Why We Water: Maintaining Plant Turgidity and Nutritional Sufficiency
Understanding the factors that determine water uptake and movement within plants can serve as a guide for determining when and how much water is needed to ensure sufficient amounts are available at all times in your garden. Dr. J. Benton Jones, Jr. shares a few tips on what to keep in mind when it comes to watering.
Maintaining water turgidity in plants is essential for maintaining their nutritional status and growth potential. The water content of herbaceous plants is between 90 and 95%, and it is this water content that maintains the plant’s physical shape.
As water content declines from full turgidity, the plant will begin to change its physical shape, commonly known as wilting. With wilting can also come a nutrient element deficiency because it is the transpiration stream that carries essential plant nutrient element ions drawn from the soil water solution into the plant’s roots, and from there they move up through all of the other parts of the plant.
One of the best illustrations of this function is the occurrence of blossom-end rot in tomatoes and peppers. The elemental deficiency is calcium, but the triggering parameter can be moisture stress, which reduces the amount of calcium carried into the developing fruit. Other major elemental deficiencies, such as nitrogen and magnesium, are not uncommon occurrences when plants are under periodic moisture stress, particularly when this stress occurs during periods of rapid plant growth.
High humidity in the greenhouse, growroom or growth chamber can also result in nutrient element inefficiencies as water movement into and up the plant is impaired. If water turgidity is not maintained, even when visual wilting symptoms do not appear, plant growth can be adversely affected.
Plants do not grow well in stagnant air, partially due to impaired element ion movement as water loss from the surface of leaves slows the transpiration stream. Wind or generated air movement over plant leaf surfaces strips away trapped air on the leaf surface, stimulating transpiration as well as bringing carbon dioxide into contact with plant leaf surfaces. However, hot, dry air moving across a leaf surface can result in leaf wilting.
Water moves up the plant in the xylem vessels, drawn up as water transpires from the leaf surfaces, mainly through open stomata. The characteristics of the leaf surface will determine how easily water is transpired.
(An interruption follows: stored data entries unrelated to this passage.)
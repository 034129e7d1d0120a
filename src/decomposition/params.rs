use crate::triangulation::TriangulationParameters;

/// Tuning knobs for [`super::ConvexDecomposition::decompose`].
#[derive(Debug, Clone, Copy, PartialEq)]
pub struct ConvexDecompositionParameters {
    pub tri_param: TriangulationParameters,
    /// Cast perpendicular cuts from concave corners before essential-edge labeling (§4.4.2
    /// step 3).
    pub with_segments: bool,
    /// Relaxes the essential-edge convexity threshold from `pi - epsilon` to `pi + epsilon`,
    /// appropriate once perpendicular cuts have already introduced a Steiner vertex at the
    /// corner.
    pub split_edges: bool,
    pub base_verbosity: i32,
}

impl Default for ConvexDecompositionParameters {
    fn default() -> Self {
        ConvexDecompositionParameters {
            // `remove_outside_triangles` is forced false regardless of what the caller sets,
            // since decomposition needs the outside triangles' hull structure while it walks.
            tri_param: TriangulationParameters {
                remove_outside_triangles: false,
                ..TriangulationParameters::default()
            },
            with_segments: false,
            split_edges: false,
            base_verbosity: 30,
        }
    }
}
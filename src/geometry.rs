//! Geometric primitives shared by the triangulation and convex-decomposition algorithms.
//!
//! All coordinates are `f64`. A single scaled epsilon policy backs every "on the line" /
//! "inside circle" decision so geometric predicates stay mutually consistent.

use crate::error::{PlcError, Result};

/// Base epsilon, scaled by operand magnitude wherever a comparison needs to tolerate
/// floating-point noise proportional to coordinate size.
pub const EPSILON: f64 = 1e-10;

/// Returns an epsilon scaled by the magnitude of `a` and `b`, matching the "never smaller than
/// the base epsilon, grows with operand size" policy used throughout this crate.
pub fn scaled_epsilon(a: f64, b: f64) -> f64 {
    (1.0_f64).max(a.abs() + b.abs()) * EPSILON
}

/// A point (or, where the context is a difference, a vector) in the plane.
#[derive(Debug, Clone, Copy, PartialEq)]
pub struct Point {
    pub x: f64,
    pub y: f64,
}

impl Point {
    pub fn new(x: f64, y: f64) -> Self {
        Point { x, y }
    }

    pub fn sub(self, other: Point) -> Point {
        Point::new(self.x - other.x, self.y - other.y)
    }

    pub fn add(self, other: Point) -> Point {
        Point::new(self.x + other.x, self.y + other.y)
    }

    pub fn scale(self, s: f64) -> Point {
        Point::new(self.x * s, self.y * s)
    }

    pub fn dot(self, other: Point) -> f64 {
        self.x * other.x + self.y * other.y
    }

    /// 2D cross product (z-component of the 3D cross product of the two vectors).
    pub fn cross(self, other: Point) -> f64 {
        self.x * other.y - self.y * other.x
    }

    pub fn norm(self) -> f64 {
        self.dot(self).sqrt()
    }

    pub fn dist(self, other: Point) -> f64 {
        self.sub(other).norm()
    }

    pub fn dist2(self, other: Point) -> f64 {
        let d = self.sub(other);
        d.dot(d)
    }

    /// A vector perpendicular to `self`, rotated 90 degrees clockwise.
    pub fn perp(self) -> Point {
        Point::new(self.y, -self.x)
    }

    pub fn midpoint(self, other: Point) -> Point {
        Point::new((self.x + other.x) * 0.5, (self.y + other.y) * 0.5)
    }
}

/// An axis-aligned bounding box. Empty boxes (no vertex ever unioned in) are represented
/// separately by callers via `Option<Rect>`.
#[derive(Debug, Clone, Copy, PartialEq)]
pub struct Rect {
    pub lo: Point,
    pub hi: Point,
}

impl Rect {
    pub fn new(x0: f64, y0: f64, x1: f64, y1: f64) -> Self {
        Rect {
            lo: Point::new(x0.min(x1), y0.min(y1)),
            hi: Point::new(x0.max(x1), y0.max(y1)),
        }
    }

    pub fn union_point(self, p: Point) -> Rect {
        Rect {
            lo: Point::new(self.lo.x.min(p.x), self.lo.y.min(p.y)),
            hi: Point::new(self.hi.x.max(p.x), self.hi.y.max(p.y)),
        }
    }

    pub fn area(self) -> f64 {
        (self.hi.x - self.lo.x) * (self.hi.y - self.lo.y)
    }
}

/// Sign of the 2D cross product of the edge direction `v1 -> v2` against `p - v1`.
///
/// Returns -1 (left), 0 (on the line), +1 (right). Note this convention is the negation of
/// the usual signed-area convention: a point to the left of the directed edge (which would
/// give a positive signed area) returns -1 here.
pub fn side_of(v1: Point, v2: Point, p: Point) -> i32 {
    let d = v2.sub(v1);
    let q = p.sub(v1);
    let cross = d.cross(q);
    let eps = scaled_epsilon(d.x.abs() + d.y.abs(), q.x.abs() + q.y.abs()) * (d.norm().max(1.0));
    if cross > eps {
        -1
    } else if cross < -eps {
        1
    } else {
        0
    }
}

/// True iff `p` lies exactly on the line through `v1, v2` AND strictly between the endpoints
/// (endpoints themselves excluded).
pub fn point_on(v1: Point, v2: Point, p: Point) -> bool {
    if side_of(v1, v2, p) != 0 {
        return false;
    }
    let d = v2.sub(v1);
    let q = p.sub(v1);
    let t = if d.x.abs() > d.y.abs() {
        q.x / d.x
    } else {
        q.y / d.y
    };
    let eps = scaled_epsilon(0.0, 1.0);
    t > eps && t < 1.0 - eps
}

/// True iff the open interiors of segments `(a1,a2)` and `(b1,b2)` share a point that is not
/// an endpoint of either segment.
pub fn crosses(a1: Point, a2: Point, b1: Point, b2: Point) -> bool {
    let d1 = side_of(a1, a2, b1);
    let d2 = side_of(a1, a2, b2);
    let d3 = side_of(b1, b2, a1);
    let d4 = side_of(b1, b2, a2);
    d1 != 0 && d2 != 0 && d1 != d2 && d3 != 0 && d4 != 0 && d3 != d4
}

/// Same as [`crosses`] but a shared endpoint also counts as crossing.
pub fn crosses_including(a1: Point, a2: Point, b1: Point, b2: Point) -> bool {
    if crosses(a1, a2, b1, b2) {
        return true;
    }
    let d1 = side_of(a1, a2, b1);
    let d2 = side_of(a1, a2, b2);
    let d3 = side_of(b1, b2, a1);
    let d4 = side_of(b1, b2, a2);
    (d1 == 0 || d2 == 0) && (d3 == 0 || d4 == 0) && d1 != d2 && d3 != d4
}

/// The unique intersection point of two crossing lines through `(a1,a2)` and `(b1,b2)`.
///
/// Callers are expected to have already established the segments cross (or touch); this
/// function does not itself validate that.
pub fn intersection_point(a1: Point, a2: Point, b1: Point, b2: Point) -> Option<Point> {
    let da = a2.sub(a1);
    let db = b2.sub(b1);
    let denom = da.cross(db);
    if denom.abs() <= scaled_epsilon(da.x + da.y, db.x + db.y) {
        return None;
    }
    let t = b1.sub(a1).cross(db) / denom;
    Some(a1.add(da.scale(t)))
}

/// Circumcenter and circumradius of a triangle, or `Err` if the triangle is degenerate
/// (zero or numerically-indistinguishable-from-zero area).
pub fn circumcircle(a: Point, b: Point, c: Point) -> Result<(Point, f64)> {
    let d = 2.0 * (a.x * (b.y - c.y) + b.x * (c.y - a.y) + c.x * (a.y - b.y));
    if d.abs() <= scaled_epsilon(a.x + a.y, b.x + b.y + c.x + c.y) {
        return Err(PlcError::DegenerateCircumcircle);
    }
    let a2 = a.dot(a);
    let b2 = b.dot(b);
    let c2 = c.dot(c);
    let ux = (a2 * (b.y - c.y) + b2 * (c.y - a.y) + c2 * (a.y - b.y)) / d;
    let uy = (a2 * (c.x - b.x) + b2 * (a.x - c.x) + c2 * (b.x - a.x)) / d;
    let center = Point::new(ux, uy);
    let radius = center.dist(a);
    Ok((center, radius))
}

/// -1 outside, 0 on, +1 strictly inside the circle of the given center/radius, with a
/// scaled-epsilon tolerance on the boundary.
pub fn in_circle(p: Point, center: Point, radius: f64) -> i32 {
    let d = p.dist(center);
    let eps = scaled_epsilon(radius, d);
    if d < radius - eps {
        1
    } else if d > radius + eps {
        -1
    } else {
        0
    }
}

/// Per-axis scaled-epsilon point equality.
pub fn is_equal(p1: Point, p2: Point) -> bool {
    (p1.x - p2.x).abs() <= scaled_epsilon(p1.x, p2.x)
        && (p1.y - p2.y).abs() <= scaled_epsilon(p1.y, p2.y)
}

/// Twice the signed area of the triangle `(a, b, c)` under the usual (counter-clockwise
/// positive) convention -- the negation of [`side_of`]'s sign.
pub fn signed_area2(a: Point, b: Point, c: Point) -> f64 {
    b.sub(a).cross(c.sub(a))
}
The extent of water loss will be determined by the atmospheric conditions surrounding the plant, such as air temperature, relative humidity and wind movement over the leaf surfaces. The vapor pressure deficient is a calculable parameter that can be used to determine what will be the potential water loss based on the measurement of various atmospheric factors.
The ability and quantity of water absorbed by plant roots depends on a number of factors, both external and internal. The external factors are aeration, temperature and ion content of the surrounding water, the inhibiting factor being high salt content, levels of which can be determined by an electrical conductivity (EC) measurement.
The effect of temperature on water availability can result in plant wilting during high temperatures, atmospheric demand following a rain shower or after applied irrigation water. Even though rain showers cool the atmosphere, reducing the atmospheric demand, the cool water entering the soil reduces the ability of the roots to absorb that cool water, and the plant wilts—the extent of which depends on both the plant and the atmospheric conditions.
In addition, a heavy rainfall or an irrigation application can create a temporary anaerobic condition that impairs root function, and therefore water absorption that is followed by plant wilting.